Token Economics in Crypto Simply Explained

Token Economics are the incentive structure of a crypto token. With token economics, crypto projects try to influence the value of the underlying asset.

Token Economics Simply Explained

Token Economics is a field of research that focuses on how tokens influence the broader cryptocurrency ecosystem. By adjusting different parameters of the utility of a token we can influence the value accrual and the popularity of the underlying asset. Most crypto tokens have some kind of token economics structure.

To maximize utility for the underlying token, crypto projects have a tool box to define the token economics structure. DeFi tokens are usually at the forefront of maximizing utility. The most important features of any token economics structure are explained below:

Token Distribution

The token distribution is highly important to define any token economics structure. From the very beginning, projects should carefully consider the token allocation. It doesn’t matter whether the token is issued with a fair launch or in the process of an ICO.

The rule of thumb is: Never centralize token holding too much. Token issuers are faced with the trade-off between wanting a large percentage of the token supply and decentralizing the projects. This usually leads to users holding not enough tokens and investors/teams holding too few tokens.

Too many teams are focusing on raising money instead of actually building a healthy ecosystem. This is the difference between long-term and short-term thinking. In fact, builders should realize that the initial token distribution will incentivize users to continue using the protocol. If the community doesn’t have many incentives to contribute, they won’t do so in the long run!

These are only a few reasons why token distribution is one of the most important features of any token economics structure!


Governance tokens allow users to vote on key decisions of the underlying protocol. Each token represents voting power in the decision-making process. That’s why governance tokens are a crucial part of a project to remain decentralized.

In general, token holders influence crucial decisions of where the protocol is heading. That involves proposing new upgrades or deciding on existing proposals on the governance platform. In fact, they can even change the governance system itself.

Total Supply

Another crucial part of the token economics structure is the total supply of the token. Projects determine the token allocation before the distribution.

Most tokens have a capped supply, which ensures that only xx tokens will exist – similar to the supply cap of Bitcoin. However, there are also tokens that have consistent inflation. A good example is tokens that implement a liquidity mining program in their protocol.

SUHI is such a token that inflates on a regular basis. Liquidity providers earn the token for ensuring that the exchange is liquid. But even inflationary tokens like SUSHI can have a capped supply. In the case of SUSHI, when the supply case is reached, no more tokens will be issued. Governance token holders can change the rule though.

Earnings Distribution

The most common use case of a DeFi token is to give it a monetary value. By turning the token into a capital asset, holders directly profit from the protocol’s growth. The concept is very similar to the way stocks work.

In plain words, DeFi protocols generate revenue, which has to be allocated somewhere.

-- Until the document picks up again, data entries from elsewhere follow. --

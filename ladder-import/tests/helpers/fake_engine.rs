//! Scripted mesh engine
//!
//! Records every call, fails on request (by path substring), and writes real
//! ASCII STL so the in-memory scene can import the result.

use ladder_import::backend::{EngineError, Entity, MeshEngine};
use ladder_import::scene::mesh_ops::TriMesh;
use ladder_import::scene::stl::to_ascii;
use nalgebra::Point3;
use std::path::{Path, PathBuf};
use std::time::Duration;

/// Mesh file contents written by [`FakeEngine`]
#[derive(Debug, Clone, Copy, PartialEq, Eq)]
pub enum FakeOutput {
    /// One closed tetrahedron per solid
    Tetrahedra,
    /// Zero-byte file
    Empty,
    /// Valid STL holding only empty solids
    NoSolids,
}

#[derive(Debug)]
pub struct FakeEngine {
    // Behavior
    pub available: bool,
    pub version: String,
    /// Loads fail for paths containing any of these
    pub fail_load_when: Vec<String>,
    /// Meshing fails for paths containing any of these
    pub fail_generate_when: Vec<String>,
    /// Unparseable STL is written for paths containing any of these
    pub malformed_when: Vec<String>,
    /// Names reported for volumes 1..=n
    pub part_names: Vec<String>,
    /// Solids written per converted file (one scene object each)
    pub solids_per_file: usize,
    /// Largest bounding-box dimension
    pub extent: f64,
    /// What `write` puts in the mesh file
    pub output: FakeOutput,
    /// Blocking delay inside each `generate`
    pub generate_delay: Duration,

    // Recorded calls
    pub version_queries: usize,
    pub init_count: usize,
    pub finalize_count: usize,
    pub models: Vec<String>,
    pub options: Vec<(String, f64)>,
    pub loads: Vec<PathBuf>,
    pub writes: Vec<PathBuf>,

    pub session: bool,
    pub loaded: Option<PathBuf>,
    pub meshed: bool,
}

impl Default for FakeEngine {
    fn default() -> Self {
        Self {
            available: true,
            version: "4.13.1".to_string(),
            fail_load_when: Vec::new(),
            fail_generate_when: Vec::new(),
            malformed_when: Vec::new(),
            part_names: Vec::new(),
            solids_per_file: 1,
            extent: 50.0,
            output: FakeOutput::Tetrahedra,
            generate_delay: Duration::ZERO,
            version_queries: 0,
            init_count: 0,
            finalize_count: 0,
            models: Vec::new(),
            options: Vec::new(),
            loads: Vec::new(),
            writes: Vec::new(),
            session: false,
            loaded: None,
            meshed: false,
        }
    }
}

impl FakeEngine {
    pub fn new() -> Self {
        Self::default()
    }

    pub fn unavailable() -> Self {
        Self {
            available: false,
            ..Self::default()
        }
    }

    pub fn failing_load(pattern: &str) -> Self {
        Self {
            fail_load_when: vec![pattern.to_string()],
            ..Self::default()
        }
    }

    /// Whether every initialize was matched by a finalize
    pub fn sessions_balanced(&self) -> bool {
        self.init_count == self.finalize_count && !self.session
    }

    pub fn option(&self, key: &str) -> Option<f64> {
        self.options
            .iter()
            .rev()
            .find(|(k, _)| k == key)
            .map(|(_, v)| *v)
    }

    fn require_session(&self) -> Result<(), EngineError> {
        if self.session {
            Ok(())
        } else {
            Err(EngineError::NoSession)
        }
    }

    fn load(&mut self, path: &Path) -> Result<(), EngineError> {
        self.require_session()?;
        if !path.exists() {
            return Err(EngineError::Io(std::io::Error::new(
                std::io::ErrorKind::NotFound,
                format!("File not found: {}", path.display()),
            )));
        }
        self.loads.push(path.to_path_buf());
        if matches_any(path, &self.fail_load_when) {
            return Err(EngineError::Command {
                status: Some(1),
                message: format!("Could not read file '{}'", path.display()),
            });
        }
        self.loaded = Some(path.to_path_buf());
        Ok(())
    }

    fn loaded(&self) -> Result<&PathBuf, EngineError> {
        self.require_session()?;
        self.loaded.as_ref().ok_or(EngineError::Command {
            status: None,
            message: "no model loaded".to_string(),
        })
    }
}

/// ASCII STL whose first vertex has two coordinates
const MALFORMED_STL: &str = "solid broken\n facet normal 0 0 1\n  outer loop\n   vertex 0 0\n   vertex 1 0 0\n   vertex 0 1 0\n  endloop\n endfacet\nendsolid broken\n";

fn matches_any(path: &Path, patterns: &[String]) -> bool {
    let text = path.to_string_lossy();
    patterns.iter().any(|p| text.contains(p.as_str()))
}

/// Tetrahedron shifted along X
fn tetrahedron(offset: f64) -> TriMesh {
    TriMesh {
        vertices: vec![
            Point3::new(offset, 0.0, 0.0),
            Point3::new(offset + 1.0, 0.0, 0.0),
            Point3::new(offset, 1.0, 0.0),
            Point3::new(offset, 0.0, 1.0),
        ],
        faces: vec![[0, 2, 1], [0, 1, 3], [1, 2, 3], [0, 3, 2]],
    }
}

impl MeshEngine for FakeEngine {
    fn query_version(&mut self) -> Result<String, EngineError> {
        self.version_queries += 1;
        if self.available {
            Ok(self.version.clone())
        } else {
            Err(EngineError::NotInstalled("gmsh not found".to_string()))
        }
    }

    fn initialize(&mut self) -> Result<(), EngineError> {
        self.init_count += 1;
        self.session = true;
        self.loaded = None;
        self.meshed = false;
        Ok(())
    }

    fn finalize(&mut self) {
        self.finalize_count += 1;
        self.session = false;
        self.loaded = None;
        self.meshed = false;
    }

    fn add_model(&mut self, name: &str) -> Result<(), EngineError> {
        self.require_session()?;
        self.models.push(name.to_string());
        Ok(())
    }

    fn set_number(&mut self, key: &str, value: f64) -> Result<(), EngineError> {
        self.require_session()?;
        self.options.push((key.to_string(), value));
        Ok(())
    }

    fn import_shapes(&mut self, path: &Path) -> Result<(), EngineError> {
        self.load(path)
    }

    fn synchronize(&mut self) -> Result<(), EngineError> {
        self.loaded().map(|_| ())
    }

    fn merge(&mut self, path: &Path) -> Result<(), EngineError> {
        self.load(path)
    }

    fn entities(&mut self) -> Result<Vec<Entity>, EngineError> {
        self.loaded()?;
        let mut entities: Vec<Entity> = Vec::new();
        entities.extend((1..=8).map(|tag| (0, tag)));
        entities.extend((1..=12).map(|tag| (1, tag)));
        entities.extend((1..=6).map(|tag| (2, tag)));
        entities.extend((1..=self.solids_per_file as i32).map(|tag| (3, tag)));
        Ok(entities)
    }

    fn bounding_box(&mut self) -> Result<[f64; 6], EngineError> {
        self.loaded()?;
        Ok([0.0, 0.0, 0.0, self.extent, self.extent / 2.0, self.extent / 4.0])
    }

    fn entity_name(&mut self, dim: i32, tag: i32) -> Result<String, EngineError> {
        self.loaded()?;
        if dim != 3 || tag < 1 {
            return Ok(String::new());
        }
        Ok(self
            .part_names
            .get(tag as usize - 1)
            .cloned()
            .unwrap_or_default())
    }

    fn generate(&mut self, _dim: i32) -> Result<(), EngineError> {
        let loaded = self.loaded()?.clone();
        if !self.generate_delay.is_zero() {
            std::thread::sleep(self.generate_delay);
        }
        if matches_any(&loaded, &self.fail_generate_when) {
            return Err(EngineError::Command {
                status: Some(1),
                message: "meshing failed: no elements".to_string(),
            });
        }
        self.meshed = true;
        Ok(())
    }

    fn write(&mut self, path: &Path) -> Result<(), EngineError> {
        self.require_session()?;
        if !self.meshed {
            return Err(EngineError::Command {
                status: None,
                message: "no mesh".to_string(),
            });
        }
        self.writes.push(path.to_path_buf());

        let malformed = self
            .loaded
            .as_ref()
            .is_some_and(|loaded| matches_any(loaded, &self.malformed_when));
        if malformed {
            std::fs::write(path, MALFORMED_STL)?;
            return Ok(());
        }

        let text = match self.output {
            FakeOutput::Tetrahedra => (0..self.solids_per_file)
                .map(|i| to_ascii(&format!("solid_{}", i), &tetrahedron(i as f64 * 10.0)))
                .collect(),
            FakeOutput::Empty => String::new(),
            FakeOutput::NoSolids => (0..self.solids_per_file)
                .map(|i| format!("solid empty_{i}\nendsolid empty_{i}\n"))
                .collect(),
        };
        std::fs::write(path, text)?;
        Ok(())
    }
}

There are two main ways for DeFi protocols to use their cash flow:

  • Token Burn: The protocol can use the cash flow to buy back and burn existing tokens. The concept is very similar to a share repurchase in the stock market.
  • Fee Issuance: Another way to turn the token into a capital asset is to issue cash flow to token holders. In general, this concept works like a dividend. Token holders are eligible to claim a share of the protocol’s revenue. However, the protocol doesn’t have to emit all earnings to token holders. In addition, we can issue it to liquidity providers or other ecosystem participants.

The protocol has do define how much of the cash flow it issues to:

  • Token holders
  • Liquidity providers

In addition, it has to decide how much of the revenue should burn the token. Cash flow is limited and money allocated to token holders cannot be used somewhere else.

In order to create the best tokenomics, protocol participants need to make trade-offs. For example, when deciding where to optimally allocate the revenue.

Utility Tokens

The third way to form the best tokenomics structure is to include utility for the token.. In plain words, a utility token is a token that people buy with the intention to use inside a platform/protocol in the future. Owning a utility token gives the holder a special status on the platform.

For example, an online game company could issue a utility token to its users. The token holders could then use the tokens for purchases inside the game. The token would have a special status because it would be the only way to purchase a specific item. That’s how the company ensures demand for the token.


Token economics are highly important to ensure demand for the underlying asset. If done correctly, token economics will 

There is no universal way to create the best token economics structure.. We see a diverse ecosystem of many different structures. So, the best token economics will greatly depend on the individual needs of the decentralized protocol.